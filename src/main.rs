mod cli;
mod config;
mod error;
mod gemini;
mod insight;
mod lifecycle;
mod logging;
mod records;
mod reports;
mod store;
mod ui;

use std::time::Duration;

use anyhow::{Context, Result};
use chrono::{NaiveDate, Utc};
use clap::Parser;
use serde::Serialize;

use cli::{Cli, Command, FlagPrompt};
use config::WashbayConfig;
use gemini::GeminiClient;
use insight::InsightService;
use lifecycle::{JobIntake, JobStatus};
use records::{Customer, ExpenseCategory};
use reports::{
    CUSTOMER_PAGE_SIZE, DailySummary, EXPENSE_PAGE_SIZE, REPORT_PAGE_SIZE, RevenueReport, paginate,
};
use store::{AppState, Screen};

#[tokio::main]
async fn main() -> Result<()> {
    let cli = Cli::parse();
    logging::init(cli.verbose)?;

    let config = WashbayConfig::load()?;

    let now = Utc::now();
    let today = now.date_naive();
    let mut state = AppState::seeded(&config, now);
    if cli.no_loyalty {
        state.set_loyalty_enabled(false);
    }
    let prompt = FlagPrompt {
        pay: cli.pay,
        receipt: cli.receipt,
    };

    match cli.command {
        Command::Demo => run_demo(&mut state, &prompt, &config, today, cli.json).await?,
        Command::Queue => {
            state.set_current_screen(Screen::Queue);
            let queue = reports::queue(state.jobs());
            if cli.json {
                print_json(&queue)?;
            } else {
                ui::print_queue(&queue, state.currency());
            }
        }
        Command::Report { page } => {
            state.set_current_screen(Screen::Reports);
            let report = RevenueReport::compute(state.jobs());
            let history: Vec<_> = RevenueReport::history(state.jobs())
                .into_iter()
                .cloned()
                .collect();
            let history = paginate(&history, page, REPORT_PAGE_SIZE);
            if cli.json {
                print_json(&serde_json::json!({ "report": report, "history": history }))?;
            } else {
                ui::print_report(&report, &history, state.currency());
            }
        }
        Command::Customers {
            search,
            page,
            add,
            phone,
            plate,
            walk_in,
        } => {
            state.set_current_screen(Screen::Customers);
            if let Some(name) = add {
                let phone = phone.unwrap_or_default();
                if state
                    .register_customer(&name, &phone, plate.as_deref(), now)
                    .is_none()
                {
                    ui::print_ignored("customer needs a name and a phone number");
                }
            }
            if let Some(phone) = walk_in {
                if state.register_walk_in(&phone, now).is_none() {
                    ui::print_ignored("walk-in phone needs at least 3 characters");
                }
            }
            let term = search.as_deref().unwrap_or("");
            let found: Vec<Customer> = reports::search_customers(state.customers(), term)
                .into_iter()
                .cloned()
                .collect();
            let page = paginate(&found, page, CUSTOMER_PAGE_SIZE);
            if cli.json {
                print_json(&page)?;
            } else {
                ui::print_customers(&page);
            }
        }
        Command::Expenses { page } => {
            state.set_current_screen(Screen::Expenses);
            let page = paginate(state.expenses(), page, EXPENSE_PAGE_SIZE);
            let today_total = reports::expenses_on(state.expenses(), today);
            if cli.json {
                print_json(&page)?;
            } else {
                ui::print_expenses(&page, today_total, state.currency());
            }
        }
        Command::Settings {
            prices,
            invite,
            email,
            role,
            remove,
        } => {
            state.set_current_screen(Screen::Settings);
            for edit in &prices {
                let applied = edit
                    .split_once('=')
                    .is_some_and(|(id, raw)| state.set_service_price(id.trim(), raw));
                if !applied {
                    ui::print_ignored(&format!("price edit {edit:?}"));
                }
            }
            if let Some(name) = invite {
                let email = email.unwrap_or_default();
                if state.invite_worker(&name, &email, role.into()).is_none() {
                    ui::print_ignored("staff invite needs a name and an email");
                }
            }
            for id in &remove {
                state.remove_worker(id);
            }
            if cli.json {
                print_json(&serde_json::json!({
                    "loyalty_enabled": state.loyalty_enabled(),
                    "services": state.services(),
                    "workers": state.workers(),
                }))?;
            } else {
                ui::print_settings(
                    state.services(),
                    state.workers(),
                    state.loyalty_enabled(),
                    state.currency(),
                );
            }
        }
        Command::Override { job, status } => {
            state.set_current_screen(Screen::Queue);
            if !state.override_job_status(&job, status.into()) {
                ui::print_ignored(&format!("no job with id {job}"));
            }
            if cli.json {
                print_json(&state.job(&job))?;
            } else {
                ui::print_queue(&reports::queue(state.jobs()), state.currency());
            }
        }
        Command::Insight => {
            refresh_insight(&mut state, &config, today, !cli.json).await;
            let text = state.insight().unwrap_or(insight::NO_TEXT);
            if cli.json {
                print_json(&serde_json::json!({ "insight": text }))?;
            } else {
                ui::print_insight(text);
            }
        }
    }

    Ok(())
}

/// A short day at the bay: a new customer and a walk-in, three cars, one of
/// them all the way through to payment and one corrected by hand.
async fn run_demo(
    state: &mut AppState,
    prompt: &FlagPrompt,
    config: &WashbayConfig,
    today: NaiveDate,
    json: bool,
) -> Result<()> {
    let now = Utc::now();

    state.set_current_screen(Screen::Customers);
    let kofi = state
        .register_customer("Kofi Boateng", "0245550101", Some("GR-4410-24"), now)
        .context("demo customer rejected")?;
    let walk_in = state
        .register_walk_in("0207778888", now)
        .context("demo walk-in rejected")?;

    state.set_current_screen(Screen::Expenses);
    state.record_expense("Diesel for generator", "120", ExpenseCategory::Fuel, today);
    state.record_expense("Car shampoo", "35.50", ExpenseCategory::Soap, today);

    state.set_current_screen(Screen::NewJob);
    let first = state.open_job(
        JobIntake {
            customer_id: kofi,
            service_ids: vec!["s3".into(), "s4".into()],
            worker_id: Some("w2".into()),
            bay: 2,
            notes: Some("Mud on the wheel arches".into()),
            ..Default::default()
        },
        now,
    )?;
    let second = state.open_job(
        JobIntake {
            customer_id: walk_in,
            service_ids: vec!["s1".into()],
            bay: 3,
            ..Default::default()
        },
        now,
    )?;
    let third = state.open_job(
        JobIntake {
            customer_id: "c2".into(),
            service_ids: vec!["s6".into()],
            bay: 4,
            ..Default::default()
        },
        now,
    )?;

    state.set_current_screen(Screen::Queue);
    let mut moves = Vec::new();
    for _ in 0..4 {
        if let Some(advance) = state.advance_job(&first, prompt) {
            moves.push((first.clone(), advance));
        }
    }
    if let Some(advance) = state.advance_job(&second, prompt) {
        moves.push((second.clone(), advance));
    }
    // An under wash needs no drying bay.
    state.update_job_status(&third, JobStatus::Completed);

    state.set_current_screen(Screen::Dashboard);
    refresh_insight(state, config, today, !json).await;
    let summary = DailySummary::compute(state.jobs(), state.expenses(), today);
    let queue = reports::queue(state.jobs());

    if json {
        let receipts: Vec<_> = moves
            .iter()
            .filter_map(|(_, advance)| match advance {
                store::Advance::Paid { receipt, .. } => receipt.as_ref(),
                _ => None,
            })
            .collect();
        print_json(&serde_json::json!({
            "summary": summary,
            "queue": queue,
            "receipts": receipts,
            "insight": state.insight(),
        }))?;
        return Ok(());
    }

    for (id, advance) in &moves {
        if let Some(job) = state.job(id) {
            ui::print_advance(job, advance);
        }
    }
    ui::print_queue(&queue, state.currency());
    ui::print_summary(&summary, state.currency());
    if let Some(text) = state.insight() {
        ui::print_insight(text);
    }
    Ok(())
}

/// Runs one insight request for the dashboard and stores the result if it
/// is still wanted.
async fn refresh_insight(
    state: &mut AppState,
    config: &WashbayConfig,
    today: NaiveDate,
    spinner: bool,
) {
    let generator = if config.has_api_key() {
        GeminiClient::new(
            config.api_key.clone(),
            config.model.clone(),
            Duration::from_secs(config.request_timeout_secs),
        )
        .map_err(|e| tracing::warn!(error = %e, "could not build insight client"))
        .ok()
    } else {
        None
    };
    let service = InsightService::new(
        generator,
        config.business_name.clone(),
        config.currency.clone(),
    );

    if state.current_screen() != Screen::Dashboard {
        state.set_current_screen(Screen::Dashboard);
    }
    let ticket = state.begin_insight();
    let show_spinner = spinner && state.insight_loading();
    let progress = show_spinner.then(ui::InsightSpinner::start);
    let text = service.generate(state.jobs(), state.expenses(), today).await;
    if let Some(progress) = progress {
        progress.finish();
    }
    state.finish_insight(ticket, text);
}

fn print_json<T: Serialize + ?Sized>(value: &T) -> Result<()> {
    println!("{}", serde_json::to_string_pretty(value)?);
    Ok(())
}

====

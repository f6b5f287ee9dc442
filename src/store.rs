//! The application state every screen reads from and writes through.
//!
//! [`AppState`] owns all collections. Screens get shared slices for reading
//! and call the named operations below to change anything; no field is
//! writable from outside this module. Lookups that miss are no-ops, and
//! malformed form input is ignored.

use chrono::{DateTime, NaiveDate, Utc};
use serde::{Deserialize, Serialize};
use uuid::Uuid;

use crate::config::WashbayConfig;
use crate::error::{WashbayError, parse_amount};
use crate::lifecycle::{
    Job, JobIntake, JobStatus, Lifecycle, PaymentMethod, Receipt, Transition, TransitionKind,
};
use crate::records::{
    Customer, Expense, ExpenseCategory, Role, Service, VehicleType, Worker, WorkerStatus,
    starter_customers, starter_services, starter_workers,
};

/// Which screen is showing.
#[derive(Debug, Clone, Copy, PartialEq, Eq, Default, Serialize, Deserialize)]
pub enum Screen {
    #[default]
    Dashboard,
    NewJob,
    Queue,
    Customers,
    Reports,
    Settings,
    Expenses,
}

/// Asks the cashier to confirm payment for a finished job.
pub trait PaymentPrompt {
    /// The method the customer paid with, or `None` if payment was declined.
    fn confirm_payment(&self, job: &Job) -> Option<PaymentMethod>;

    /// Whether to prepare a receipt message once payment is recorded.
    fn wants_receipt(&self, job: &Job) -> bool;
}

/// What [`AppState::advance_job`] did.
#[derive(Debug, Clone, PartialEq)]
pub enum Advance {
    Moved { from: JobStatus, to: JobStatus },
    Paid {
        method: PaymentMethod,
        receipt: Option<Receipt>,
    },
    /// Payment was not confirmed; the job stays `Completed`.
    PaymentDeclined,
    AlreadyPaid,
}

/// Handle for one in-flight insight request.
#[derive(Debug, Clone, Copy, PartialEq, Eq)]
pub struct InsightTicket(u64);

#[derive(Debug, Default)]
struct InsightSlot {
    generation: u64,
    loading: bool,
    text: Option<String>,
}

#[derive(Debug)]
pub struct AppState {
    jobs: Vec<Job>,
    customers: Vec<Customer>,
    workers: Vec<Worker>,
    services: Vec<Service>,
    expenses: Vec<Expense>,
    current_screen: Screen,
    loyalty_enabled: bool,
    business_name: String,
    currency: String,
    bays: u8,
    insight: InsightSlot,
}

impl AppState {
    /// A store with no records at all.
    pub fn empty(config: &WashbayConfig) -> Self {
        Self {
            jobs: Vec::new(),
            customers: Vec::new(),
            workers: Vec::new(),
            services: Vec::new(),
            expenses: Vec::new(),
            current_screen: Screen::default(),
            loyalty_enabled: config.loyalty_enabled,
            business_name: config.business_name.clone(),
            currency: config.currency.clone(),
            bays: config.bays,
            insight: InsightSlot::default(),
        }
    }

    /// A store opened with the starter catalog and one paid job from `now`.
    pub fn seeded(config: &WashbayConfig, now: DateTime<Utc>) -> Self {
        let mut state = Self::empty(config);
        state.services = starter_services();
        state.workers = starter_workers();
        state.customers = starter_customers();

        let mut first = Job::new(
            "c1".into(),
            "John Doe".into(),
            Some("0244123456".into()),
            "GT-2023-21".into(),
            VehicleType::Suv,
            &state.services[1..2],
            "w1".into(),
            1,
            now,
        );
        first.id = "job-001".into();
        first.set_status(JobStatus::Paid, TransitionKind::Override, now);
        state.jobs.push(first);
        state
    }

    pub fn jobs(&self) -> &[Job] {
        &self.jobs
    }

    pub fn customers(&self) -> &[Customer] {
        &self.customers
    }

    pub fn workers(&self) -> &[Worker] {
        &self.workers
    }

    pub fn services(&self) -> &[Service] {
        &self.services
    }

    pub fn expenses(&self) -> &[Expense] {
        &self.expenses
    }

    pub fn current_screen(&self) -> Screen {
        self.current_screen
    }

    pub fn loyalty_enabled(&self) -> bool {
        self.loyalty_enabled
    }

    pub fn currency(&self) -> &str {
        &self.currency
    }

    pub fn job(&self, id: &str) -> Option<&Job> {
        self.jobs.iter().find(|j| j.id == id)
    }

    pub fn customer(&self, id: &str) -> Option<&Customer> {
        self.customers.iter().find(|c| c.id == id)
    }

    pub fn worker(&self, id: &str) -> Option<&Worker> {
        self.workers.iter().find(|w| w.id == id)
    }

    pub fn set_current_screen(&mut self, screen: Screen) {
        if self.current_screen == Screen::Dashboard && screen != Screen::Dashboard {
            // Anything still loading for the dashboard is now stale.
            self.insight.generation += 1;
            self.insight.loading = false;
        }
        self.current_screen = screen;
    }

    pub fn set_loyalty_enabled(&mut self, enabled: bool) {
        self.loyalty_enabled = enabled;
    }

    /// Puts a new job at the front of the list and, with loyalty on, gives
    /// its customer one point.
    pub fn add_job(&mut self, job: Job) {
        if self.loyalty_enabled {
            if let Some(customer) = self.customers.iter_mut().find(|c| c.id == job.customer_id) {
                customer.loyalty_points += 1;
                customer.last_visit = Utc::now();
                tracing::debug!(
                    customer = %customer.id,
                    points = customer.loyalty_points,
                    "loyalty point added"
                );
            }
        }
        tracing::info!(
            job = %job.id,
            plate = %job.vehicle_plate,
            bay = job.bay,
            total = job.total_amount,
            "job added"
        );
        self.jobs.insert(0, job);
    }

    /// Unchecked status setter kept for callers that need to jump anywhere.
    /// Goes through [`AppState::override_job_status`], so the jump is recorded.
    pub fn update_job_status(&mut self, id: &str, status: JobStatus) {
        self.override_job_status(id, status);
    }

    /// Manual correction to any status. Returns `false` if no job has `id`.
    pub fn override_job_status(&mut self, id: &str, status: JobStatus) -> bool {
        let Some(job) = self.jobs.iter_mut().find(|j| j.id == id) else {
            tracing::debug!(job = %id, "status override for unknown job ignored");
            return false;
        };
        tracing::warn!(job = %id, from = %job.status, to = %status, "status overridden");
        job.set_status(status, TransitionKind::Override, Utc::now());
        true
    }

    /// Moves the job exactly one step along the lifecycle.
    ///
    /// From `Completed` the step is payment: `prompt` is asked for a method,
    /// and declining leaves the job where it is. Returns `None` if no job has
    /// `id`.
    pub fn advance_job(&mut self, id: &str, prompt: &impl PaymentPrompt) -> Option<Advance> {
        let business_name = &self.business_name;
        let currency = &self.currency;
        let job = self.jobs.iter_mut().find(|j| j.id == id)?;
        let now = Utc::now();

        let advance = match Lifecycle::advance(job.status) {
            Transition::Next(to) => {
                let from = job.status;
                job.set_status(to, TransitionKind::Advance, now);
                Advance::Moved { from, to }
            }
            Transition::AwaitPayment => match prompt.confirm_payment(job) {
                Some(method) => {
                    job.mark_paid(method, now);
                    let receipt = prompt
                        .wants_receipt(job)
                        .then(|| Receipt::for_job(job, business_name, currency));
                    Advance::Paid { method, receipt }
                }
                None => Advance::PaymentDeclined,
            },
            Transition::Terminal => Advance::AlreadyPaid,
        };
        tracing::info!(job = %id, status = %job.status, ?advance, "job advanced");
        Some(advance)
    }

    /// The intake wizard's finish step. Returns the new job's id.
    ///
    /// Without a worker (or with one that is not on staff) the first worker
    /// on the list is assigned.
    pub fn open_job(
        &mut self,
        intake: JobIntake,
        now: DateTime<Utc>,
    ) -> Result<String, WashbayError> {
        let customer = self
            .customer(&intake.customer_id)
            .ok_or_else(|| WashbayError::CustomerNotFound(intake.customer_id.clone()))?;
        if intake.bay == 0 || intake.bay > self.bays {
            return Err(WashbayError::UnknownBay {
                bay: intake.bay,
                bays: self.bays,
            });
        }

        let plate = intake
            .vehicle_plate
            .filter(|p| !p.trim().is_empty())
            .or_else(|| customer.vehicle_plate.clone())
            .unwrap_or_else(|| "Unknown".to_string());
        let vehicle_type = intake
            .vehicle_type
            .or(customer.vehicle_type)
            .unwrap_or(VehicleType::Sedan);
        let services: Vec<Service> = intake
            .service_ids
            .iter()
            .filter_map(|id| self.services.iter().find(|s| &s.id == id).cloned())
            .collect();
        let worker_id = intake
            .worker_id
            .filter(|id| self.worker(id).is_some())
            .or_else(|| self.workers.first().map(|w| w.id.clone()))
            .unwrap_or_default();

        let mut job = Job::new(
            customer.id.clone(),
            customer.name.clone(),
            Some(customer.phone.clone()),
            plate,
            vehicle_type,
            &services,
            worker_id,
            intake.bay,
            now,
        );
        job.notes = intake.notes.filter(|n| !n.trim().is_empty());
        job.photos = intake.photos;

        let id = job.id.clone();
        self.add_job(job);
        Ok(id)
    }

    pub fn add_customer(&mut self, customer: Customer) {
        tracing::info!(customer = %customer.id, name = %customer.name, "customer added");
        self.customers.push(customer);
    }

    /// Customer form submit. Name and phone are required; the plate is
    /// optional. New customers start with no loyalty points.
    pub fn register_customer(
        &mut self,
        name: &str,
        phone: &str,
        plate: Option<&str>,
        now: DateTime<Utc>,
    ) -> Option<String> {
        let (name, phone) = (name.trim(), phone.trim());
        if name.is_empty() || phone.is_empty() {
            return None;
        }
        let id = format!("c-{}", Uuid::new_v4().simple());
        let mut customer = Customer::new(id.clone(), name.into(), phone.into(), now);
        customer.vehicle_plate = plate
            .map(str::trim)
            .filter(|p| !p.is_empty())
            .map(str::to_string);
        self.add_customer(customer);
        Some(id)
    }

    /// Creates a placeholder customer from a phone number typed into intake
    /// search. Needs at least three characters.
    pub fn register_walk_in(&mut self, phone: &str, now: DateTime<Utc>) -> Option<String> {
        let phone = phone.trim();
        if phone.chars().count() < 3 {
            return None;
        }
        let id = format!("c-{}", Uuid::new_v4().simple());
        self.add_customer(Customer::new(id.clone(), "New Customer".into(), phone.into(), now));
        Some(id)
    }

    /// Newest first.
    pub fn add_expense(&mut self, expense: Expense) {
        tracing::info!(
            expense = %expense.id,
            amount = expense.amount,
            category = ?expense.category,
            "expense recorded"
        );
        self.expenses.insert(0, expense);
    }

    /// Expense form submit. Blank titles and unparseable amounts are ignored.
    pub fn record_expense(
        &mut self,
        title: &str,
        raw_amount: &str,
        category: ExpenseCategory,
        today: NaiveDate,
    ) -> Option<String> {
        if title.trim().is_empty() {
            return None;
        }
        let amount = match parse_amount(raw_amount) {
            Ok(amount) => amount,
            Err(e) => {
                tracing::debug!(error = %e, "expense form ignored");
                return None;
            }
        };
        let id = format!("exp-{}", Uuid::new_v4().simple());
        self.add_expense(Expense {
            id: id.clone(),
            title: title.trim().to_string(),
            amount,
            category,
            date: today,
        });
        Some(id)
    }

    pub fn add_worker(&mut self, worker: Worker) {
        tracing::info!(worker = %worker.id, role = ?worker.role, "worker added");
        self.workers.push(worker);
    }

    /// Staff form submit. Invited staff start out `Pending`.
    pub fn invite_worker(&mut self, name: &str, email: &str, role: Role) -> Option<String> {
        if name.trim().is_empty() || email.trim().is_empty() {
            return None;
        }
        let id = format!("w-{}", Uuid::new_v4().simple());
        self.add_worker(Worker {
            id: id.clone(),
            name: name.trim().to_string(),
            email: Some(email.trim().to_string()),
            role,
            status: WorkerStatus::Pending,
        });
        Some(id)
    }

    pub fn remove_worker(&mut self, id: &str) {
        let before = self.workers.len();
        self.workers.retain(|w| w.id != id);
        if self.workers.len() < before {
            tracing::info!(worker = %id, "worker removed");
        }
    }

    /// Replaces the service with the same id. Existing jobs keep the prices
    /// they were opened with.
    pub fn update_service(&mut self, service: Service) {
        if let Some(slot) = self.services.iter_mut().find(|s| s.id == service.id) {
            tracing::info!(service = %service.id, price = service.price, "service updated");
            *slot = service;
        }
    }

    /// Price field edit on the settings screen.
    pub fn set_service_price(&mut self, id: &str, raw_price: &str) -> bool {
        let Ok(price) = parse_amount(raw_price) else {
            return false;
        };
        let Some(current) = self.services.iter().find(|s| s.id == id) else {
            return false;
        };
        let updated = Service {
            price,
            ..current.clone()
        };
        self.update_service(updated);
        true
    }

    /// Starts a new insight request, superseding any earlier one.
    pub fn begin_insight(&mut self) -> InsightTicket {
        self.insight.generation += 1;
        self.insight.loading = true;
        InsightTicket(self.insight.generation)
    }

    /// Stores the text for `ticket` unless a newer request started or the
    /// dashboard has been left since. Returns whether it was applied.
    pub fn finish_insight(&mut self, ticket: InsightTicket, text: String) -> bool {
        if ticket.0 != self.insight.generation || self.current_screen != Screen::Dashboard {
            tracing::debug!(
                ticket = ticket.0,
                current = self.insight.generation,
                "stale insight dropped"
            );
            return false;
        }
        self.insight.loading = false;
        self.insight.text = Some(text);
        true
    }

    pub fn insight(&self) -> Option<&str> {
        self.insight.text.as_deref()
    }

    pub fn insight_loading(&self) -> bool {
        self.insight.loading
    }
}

====

**Task requirements**
Single out each line of the records above with the string "Deserialize" in it, and copy it.

**Solution to this problem**
use serde::{Deserialize, Serialize};
#[derive(Debug, Clone, Copy, PartialEq, Eq, Default, Serialize, Deserialize)]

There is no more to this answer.